Face à ces dérèglements, le comportement de leur frère Saïf semble presque exemplaire. Au lieu de fréquenter les palaces et les boîtes de nuit, il va chasser dans les montagnes de Nouvelle-Zélande et d'Algérie, loin des paparazzis. Diplômé de la prestigieuse London School of Economics (LSE), il a la réputation d'être un homme cultivé, et s'occupe d'une association caritative qui, selon les Américains, fait du bon travail auprès des victimes du tremblement de terre à Haïti. En affaires, il semble plus avisé que ses frères. A la suite d'une série de conversations informelles avec des étudiants et des hommes d'affaires locaux, les diplomates américains semblent penser que Saïf, "le fils raisonnable", est le meilleur candidat possible à la succession de son père et que s'il se retrouve un jour à la tête du pays, il saura le moderniser et le démocratiser.
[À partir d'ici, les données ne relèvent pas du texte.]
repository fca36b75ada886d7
//! Inbound adapters that translate external requests into domain service
//! calls while keeping framework details at the edge.
//!
//! HTTP handlers live under [`http`].

pub mod http;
A posteriori, quand on observe le comportement agressif et irrationnel de Saïf depuis le début de la rébellion de février, on peut douter de la justesse de cette analyse.
La LSE soupçonne Saïf Kadhafi de plagiat dans la rédaction de sa thèse, et a ouvert une enquête. Et Howard Davies, directeur de cette université a démissionné, le 3 mars, à la suite de révélations sur les liens économiques entre la LSE et la Libye, et plus particulièrement le financement par la Libye d'un programme visant à former des jeunes Libyens.
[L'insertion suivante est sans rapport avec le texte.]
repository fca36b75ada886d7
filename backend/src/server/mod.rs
//! Server construction and route wiring.

mod config;

pub use config::ServerSettings;

use std::net::SocketAddr;

use actix_web::dev::{Server, ServiceFactory, ServiceRequest, ServiceResponse};
use actix_web::{App, HttpResponse, HttpServer, get, web};
use utoipa::OpenApi;

use poi_backend::RequestLog;
use poi_backend::doc::ApiDoc;
use poi_backend::inbound::http::health::{HealthState, live, ready};
use poi_backend::inbound::http::json_config;
use poi_backend::inbound::http::pois::{create_poi, delete_poi, search_pois};
use poi_backend::inbound::http::state::HttpState;

/// Serve the generated OpenAPI document.
#[get("/api-docs/openapi.json")]
async fn openapi_json() -> HttpResponse {
    HttpResponse::Ok().json(ApiDoc::openapi())
}

#[derive(Clone)]
struct AppDependencies {
    health_state: web::Data<HealthState>,
    http_state: web::Data<HttpState>,
}

fn build_app(
    deps: AppDependencies,
) -> App<
    impl ServiceFactory<
        ServiceRequest,
        Config = (),
        Response = ServiceResponse,
        Error = actix_web::Error,
        InitError = (),
    >,
> {
    let AppDependencies {
        health_state,
        http_state,
    } = deps;

    let api = web::scope("/api/v1")
        .service(create_poi)
        .service(delete_poi)
        .service(search_pois);

    App::new()
        .app_data(health_state)
        .app_data(http_state)
        .app_data(json_config())
        .wrap(RequestLog)
        .service(api)
        .service(ready)
        .service(live)
        .service(openapi_json)
}

/// Construct an Actix HTTP server bound to `bind_addr`.
///
/// Marks the health state ready once the socket is bound; readiness still
/// waits for the index's first publish when the health state tracks one.
///
/// # Errors
/// Propagates [`std::io::Error`] when binding the socket fails.
pub fn create_server(
    health_state: web::Data<HealthState>,
    http_state: web::Data<HttpState>,
    bind_addr: SocketAddr,
) -> std::io::Result<Server> {
    let server_health_state = health_state.clone();
    let server = HttpServer::new(move || {
        build_app(AppDependencies {
            health_state: server_health_state.clone(),
            http_state: http_state.clone(),
        })
    })
    .bind(bind_addr)?
    .run();

    health_state.mark_ready();
    Ok(server)
}

#[cfg(test)]
mod tests {
    //! Route wiring coverage.

    use actix_web::http::StatusCode;
    use actix_web::test as actix_test;
    use serde_json::{Value, json};

    use super::*;

    fn deps() -> AppDependencies {
        AppDependencies {
            health_state: web::Data::new(HealthState::new()),
            http_state: web::Data::new(HttpState::default()),
        }
    }

    #[actix_rt::test]
    async fn api_routes_are_mounted_under_v1() {
        let app = actix_test::init_service(build_app(deps())).await;
        let request = actix_test::TestRequest::post()
            .uri("/api/v1/poi_search")
            .set_json(json!({
                "latitudeMin": 0.0,
                "latitudeMax": 1.0,
                "longitudeMin": 0.0,
                "longitudeMax": 1.0,
                "category": "landmark"
            }))
            .to_request();

        let response = actix_test::call_service(&app, request).await;

        assert_eq!(response.status(), StatusCode::OK);
        assert!(response.headers().contains_key("request-id"));
    }

    #[actix_rt::test]
    async fn malformed_json_is_a_domain_bad_request() {
        let app = actix_test::init_service(build_app(deps())).await;
        let request = actix_test::TestRequest::post()
            .uri("/api/v1/poi_create")
            .insert_header(("content-type", "application/json"))
            .set_payload("{not json")
            .to_request();

        let response = actix_test::call_service(&app, request).await;

        assert_eq!(response.status(), StatusCode::BAD_REQUEST);
        let body: Value = actix_test::read_body_json(response).await;
        assert_eq!(body["code"], "invalid_request");
    }

    #[actix_rt::test]
    async fn openapi_document_is_served() {
        let app = actix_test::init_service(build_app(deps())).await;
        let request = actix_test::TestRequest::get()
            .uri("/api-docs/openapi.json")
            .to_request();

        let body: Value = actix_test::call_and_read_body_json(&app, request).await;

        assert!(body["paths"]["/api/v1/poi_search"].is_object());
    }
}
Plus généralement, au début de 2010, les diplomates américains estimaient que le régime en place allait sans doute perdurer, et qu'il convenait de poursuivre le rapprochement avec le clan Kadhafi, en oubliant au maximum le passé. La période était propice, car l'arrivée au pouvoir du président Obama avait amélioré l'image des Etats-Unis dans la région, y compris aux yeux du colonel Kadhafi. Par ailleurs, le sénateur indépendant Joseph Lieberman, très influent à Washington, avait fait un voyage officiel à Tripoli, et n'avait pas hésité à affirmer que la Libye, ancien "Etat terroriste", était devenue un "allié important dans la guerre contre le terrorisme".
L'ambassade souhaitait donc faciliter le séjour d'étudiants libyens dans les universités américaines, et examinait les demandes libyennes d'assistance technique dans différents secteurs de pointe, allant du trafic aérien à la sismologie. Par ailleurs, des organismes publics et privés américains étaient prêts à conseiller le gouvernement libyen pour qu'il accélère son programme de privatisation de secteurs importants de l'économie encore contrôlés par l'Etat, ce qui pourrait ouvrir des nouvelles perspectives aux investisseurs américains.
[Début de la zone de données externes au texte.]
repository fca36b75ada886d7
//! Backend entry-point: loads settings, seeds example data when enabled, keeps
//! the POI index fresh in the background, and serves the HTTP API.

mod server;

use std::sync::Arc;

use actix_web::web;
use color_eyre::eyre::{Result, WrapErr, eyre};
use mockable::{Clock, DefaultClock};
use ortho_config::OrthoConfig;
use tracing::{info, warn};
use tracing_subscriber::{EnvFilter, fmt};

use poi_backend::domain::ports::PoiStore;
use poi_backend::domain::{PoiCommandService, PoiIndex, PoiIndexRefresher, PoiQueryService};
#[cfg(feature = "example-data")]
use poi_backend::example_data::{ExampleDataSettings, seed_example_data_on_startup};
use poi_backend::inbound::http::health::HealthState;
use poi_backend::inbound::http::state::HttpState;
use poi_backend::outbound::memory::InMemoryPoiStore;

use server::{ServerSettings, create_server};

/// Application bootstrap.
#[actix_web::main]
async fn main() -> Result<()> {
    color_eyre::install()?;
    if let Err(e) = fmt()
        .with_env_filter(EnvFilter::from_default_env())
        .json()
        .try_init()
    {
        warn!(error = %e, "tracing init failed");
    }

    let settings = ServerSettings::load_from_iter(std::env::args_os())
        .map_err(|e| eyre!("failed to load server settings: {e}"))?;
    let bind_addr = settings
        .bind_addr()
        .wrap_err("POI_BIND_ADDR is not a socket address")?;

    let clock: Arc<dyn Clock> = Arc::new(DefaultClock);
    let memory_store = InMemoryPoiStore::new(Arc::clone(&clock));
    #[cfg(feature = "example-data")]
    seed_example_data(&memory_store).await?;
    let store: Arc<dyn PoiStore> = Arc::new(memory_store);

    let index = Arc::new(PoiIndex::new(
        Arc::clone(&store),
        clock,
        settings.index_config(),
    ));
    let refresher = PoiIndexRefresher::spawn(Arc::clone(&index));

    let http_state = web::Data::new(HttpState::new(
        Arc::new(PoiCommandService::new(store)),
        Arc::new(PoiQueryService::new(Arc::clone(&index))),
    ));
    let health_state = web::Data::new(HealthState::with_index(index));

    let server = create_server(health_state.clone(), http_state, bind_addr)?;
    info!(%bind_addr, "poi backend listening");
    let outcome = server.await;

    health_state.mark_unhealthy();
    refresher.shutdown().await;
    outcome.wrap_err("http server failed")
}

#[cfg(feature = "example-data")]
async fn seed_example_data(store: &InMemoryPoiStore) -> Result<()> {
    let settings =
        ExampleDataSettings::load_from_iter([std::ffi::OsString::from("poi-backend")])
            .map_err(|e| eyre!("failed to load example data settings: {e}"))?;
    seed_example_data_on_startup(&settings, store)
        .await
        .wrap_err("example data seeding failed")?;
    Ok(())
}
A la suite de la publication en décembre 2010 des rapports diplomatiques par WikiLeaks et cinq journaux partenaires (dont Le Monde), les Etats-Unis ont rappelé leur ambassadeur à Tripoli, qui avait signé une série de télégrammes critiques ou sarcastiques à l'égard du clan Kadhafi. Mais dans le même temps, le colonel, toujours imprévisible, a félicité WikiLeaks à plusieurs reprises, pour avoir exposé au monde entier les conspirations internationales ourdies par les Américains, et leur hypocrisie envers leurs alliés.